The Streets, The Hardest Way to Make an Easy Living
How in the heck do you take The Streets’ Mike Skinner these days? He started out on Original Pirate Material (and even somewhat on 2004’s A Grand Don’t Come For Free concept album) as a raggedy, rough-around-the-edges, streetwise, lager lout/rapper, but here he is on his latest, The Hardest Way to Make an Easy Living, coming off like a pampered popstar. Gone are the days of heartfelt, awkwardly sweet love songs or odes to friends and clubbing; they’ve been replaced by sordid tales of drug use and trashed hotels, dumbfounded meditations on the agony of the music business, and braggadocio about screwing fellow celebrities. The kid whose self-conscious tough guy talking made him endearing has gone Big Willie Style. What the hell happened?
Okay, so this can’t really be called a sellout. Even back on Original Pirate Material, Skinner danced along the line between dancefloor bliss-out and hip-hop, with plenty of entertaining detours through song-skits about the life of the down-to-earth London teenager. And despite the brushed-with-fame skeeziness of tracks like “Prangin Out” and “When You Wasn’t Famous” (and no, not being a reader of the U.K. tabloid press, I’ve got no clue which pop starlet Skinner’s claiming to have slept with), there’s still a layer of tense desperation lurking beneath the fancy wheels and lines of coke. Take the title track, which paints a bleak picture of an artist scrambling from month to month to break even on record sales, despite the outward trappings of wealth and success, or even the aforementioned “Famous,” which seems to hint backwards at the yearning to be unknown and ignored.
Part of Skinner’s appeal, as touched above, has always been his awkwardness. For a guy as obsessed with stardom and celebrity as he seems to be, it’s nice to see that he’s still occasionally willing to bare his soul on the gorgeously melancholy “Never Went to Church,” an uncertain, fumbling elegy for his departed father. There’s also “All Goes Out the Window,” a pseudo-love song that seems to warn against playing around and breaking hearts, which points back at tracks like Material‘s “It’s Too Late” — which, sap that I am, I’ve always enjoyed, off-key warts and all. And yes, there’re still a few attempts at social commentary/wit here, like the U.K.-meets-U.S. “Two Nations,” Skinner’s interpretation of the classic dog-in-a-bar con game in “Can’t Con an Honest John,” and “Hotel Expressionism,” which attempts to update the typical rockstar hotel-destroying drama and turn it into bona fide art.
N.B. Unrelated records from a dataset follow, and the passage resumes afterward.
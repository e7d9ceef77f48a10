//! Low-displacement ("stuck") detection.

use patron_core::{Point3, Tick};

/// Watches an actor's per-tick positions for a window of near-zero net
/// displacement.
///
/// The monitor keeps an anchor: the last position that differed from its
/// predecessor by more than `epsilon`.  Real progress re-anchors; an actor
/// that jitters in place keeps the old anchor, and once the anchor is
/// `dwell_ticks` old the actor is declared stuck.  O(1) state, no ring
/// buffer.
#[derive(Debug, Clone)]
pub struct StuckMonitor {
    anchor: Point3,
    anchor_tick: Tick,
    epsilon: f32,
}

impl StuckMonitor {
    pub fn new(at: Point3, now: Tick, epsilon: f32) -> Self {
        Self { anchor: at, anchor_tick: now, epsilon }
    }

    /// Restart the window, e.g. after a new destination or a recovery.
    pub fn reset(&mut self, at: Point3, now: Tick) {
        self.anchor = at;
        self.anchor_tick = now;
    }

    /// Feed one tick's position.  Returns `true` when the actor has gone
    /// `dwell_ticks` without net displacement above epsilon.
    pub fn observe(&mut self, pos: Point3, now: Tick, dwell_ticks: u64) -> bool {
        if pos.planar_distance(self.anchor) > self.epsilon {
            self.reset(pos, now);
            return false;
        }
        now.since(self.anchor_tick) >= dwell_ticks
    }

    /// Ticks since the last real displacement.
    pub fn dwell(&self, now: Tick) -> u64 {
        now.since(self.anchor_tick)
    }
}
//! Catalog loading from CSV.
//!
//! Expected columns:
//!
//! ```csv
//! product_id,name,price_cents,kind
//! 0,Skirmish Starter Set,4999,miniature
//! 1,Chaos Black Primer,650,paint
//! ```
//!
//! `product_id` values must be dense (`0..n`, any row order); `kind` is one
//! of the lowercase [`ProductKind`] names. Prices are whole cents so that
//! catalog data stays exact — see [`patron_core::Money`].

use std::fs::File;
use std::io::Read;
use std::path::Path;

use patron_core::{Money, ProductId};
use serde::Deserialize;

use crate::error::{ShopError, ShopResult};
use crate::product::{Catalog, Product, ProductKind};

/// One row of the catalog CSV.
#[derive(Debug, Deserialize)]
struct CatalogRecord {
    product_id: u16,
    name: String,
    price_cents: u32,
    kind: String,
}

fn parse_kind(raw: &str) -> ShopResult<ProductKind> {
    match raw {
        "miniature" => Ok(ProductKind::Miniature),
        "paint" => Ok(ProductKind::Paint),
        "rulebook" => Ok(ProductKind::Rulebook),
        "dice" => Ok(ProductKind::Dice),
        "terrain" => Ok(ProductKind::Terrain),
        "scenery" => Ok(ProductKind::Scenery),
        other => Err(ShopError::Parse(format!("unknown product kind {other:?}"))),
    }
}

/// Load a catalog from a CSV file on disk.
pub fn load_catalog_csv<P: AsRef<Path>>(path: P) -> ShopResult<Catalog> {
    let file = File::open(path)?;
    load_catalog_reader(file)
}

/// Load a catalog from any reader producing the CSV format above.
pub fn load_catalog_reader<R: Read>(reader: R) -> ShopResult<Catalog> {
    let mut csv_reader = csv::Reader::from_reader(reader);

    let mut slots: Vec<Option<Product>> = Vec::new();
    for result in csv_reader.deserialize() {
        let record: CatalogRecord = result.map_err(|e| ShopError::Parse(e.to_string()))?;
        let id = ProductId(record.product_id);
        let index = id.index();
        if index >= slots.len() {
            slots.resize(index + 1, None);
        }
        if slots[index].is_some() {
            return Err(ShopError::Parse(format!("duplicate product id {id}")));
        }
        slots[index] = Some(Product {
            id,
            name: record.name,
            price: Money(record.price_cents),
            kind: parse_kind(&record.kind)?,
        });
    }

    let mut products = Vec::with_capacity(slots.len());
    for (index, slot) in slots.into_iter().enumerate() {
        match slot {
            Some(product) => products.push(product),
            None => {
                return Err(ShopError::Parse(format!(
                    "missing product id {index}: ids must be dense 0..n"
                )));
            }
        }
    }
    Ok(Catalog::new(products))
}
//! Store-level facts every customer can see: opening state and the floor
//! plan's fixed points.

use std::fmt;

use patron_core::Point3;

/// Whether the shop is taking customers, and whether closing time is near.
///
/// Flags only move one way over a day: `closing_soon` latches on at the
/// warning, `open` latches off at close. Customer behavior reads these
/// every tick and winds itself down cooperatively — nothing is despawned
/// by force at closing time.
#[derive(Debug, Clone, Copy, PartialEq, Eq)]
pub struct StoreStatus {
    open: bool,
    closing_soon: bool,
}

impl StoreStatus {
    /// Doors open, no closing warning yet.
    pub fn open() -> Self {
        StoreStatus { open: true, closing_soon: false }
    }

    /// Latch the closing warning. Shoppers finish up; no new arrivals.
    pub fn announce_closing(&mut self) {
        self.closing_soon = true;
    }

    /// Latch the doors shut. Implies the closing warning.
    pub fn close(&mut self) {
        self.open = false;
        self.closing_soon = true;
    }

    #[inline]
    pub fn is_open(&self) -> bool {
        self.open
    }

    #[inline]
    pub fn is_closing_soon(&self) -> bool {
        self.closing_soon
    }
}

impl Default for StoreStatus {
    fn default() -> Self {
        StoreStatus::open()
    }
}

impl fmt::Display for StoreStatus {
    fn fmt(&self, f: &mut fmt::Formatter<'_>) -> fmt::Result {
        let word = if !self.open {
            "closed"
        } else if self.closing_soon {
            "closing soon"
        } else {
            "open"
        };
        f.write_str(word)
    }
}

/// Where customers enter, pause, and leave.
///
/// `entry_waypoint` is an optional just-inside-the-door point customers
/// walk to before browsing, so arrivals don't start shopping from the
/// doormat. When `None`, arrivals go straight to browsing from `spawn`.
#[derive(Debug, Clone, Copy)]
pub struct FloorPlan {
    pub spawn: Point3,
    pub entry_waypoint: Option<Point3>,
    pub exit: Point3,
}

impl FloorPlan {
    pub fn new(spawn: Point3, exit: Point3) -> Self {
        FloorPlan { spawn, entry_waypoint: None, exit }
    }

    pub fn with_entry_waypoint(mut self, waypoint: Point3) -> Self {
        self.entry_waypoint = Some(waypoint);
        self
    }
}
So, does all this mean that The Streets is still The Streets, no change since Original Pirate Material? Not quite. Sadly, there are some major missteps on here, like “War of the Sexes,” “Prangin Out” (what hell does “prang” mean?), and “Memento Mori,” the last of which sounds like something that probably sounded way better when Skinner was drunk and impressed with his own wordplay. The popstar sheen of the whole thing also knocks down the average-bloke-ness of the songs, as well, which isn’t a good thing considering that Skinner hasn’t got the best lyrical flow in the Isles (that award, for my money, goes to Roots Manuva’s Rodney Smith).
Of course, the tracks themselves still bump and jerk along disconcertingly like they always have, except that now Skinner’s presumably got the dough to buy better equipment, and the lack of progression on that front makes me step back and scratch my head a bit. It’s almost like Skinner’s trying to have his cake and eat it too — he wants to remain street-level, but at the same time, he wants the money and the fame and all the bizarre shit that goes with it. And the world just doesn’t work like that. Either you evolve, or you don’t.
All in all, given that there are only a relative few bright spots (“The Hardest Way to Make an Easy Living,” “Never Went to Church,” “All Goes Out the Window”), they drag Easy Living down to a sub-par level, below Original Pirate Material or even A Grand Don’t Come for Free (and I couldn’t stand the single from that album). This one’s entertaining, sure, but worth more than a few listens? Thanks, but I think I’ll dig out Skinner’s debut, instead, at least until he comes up with something better.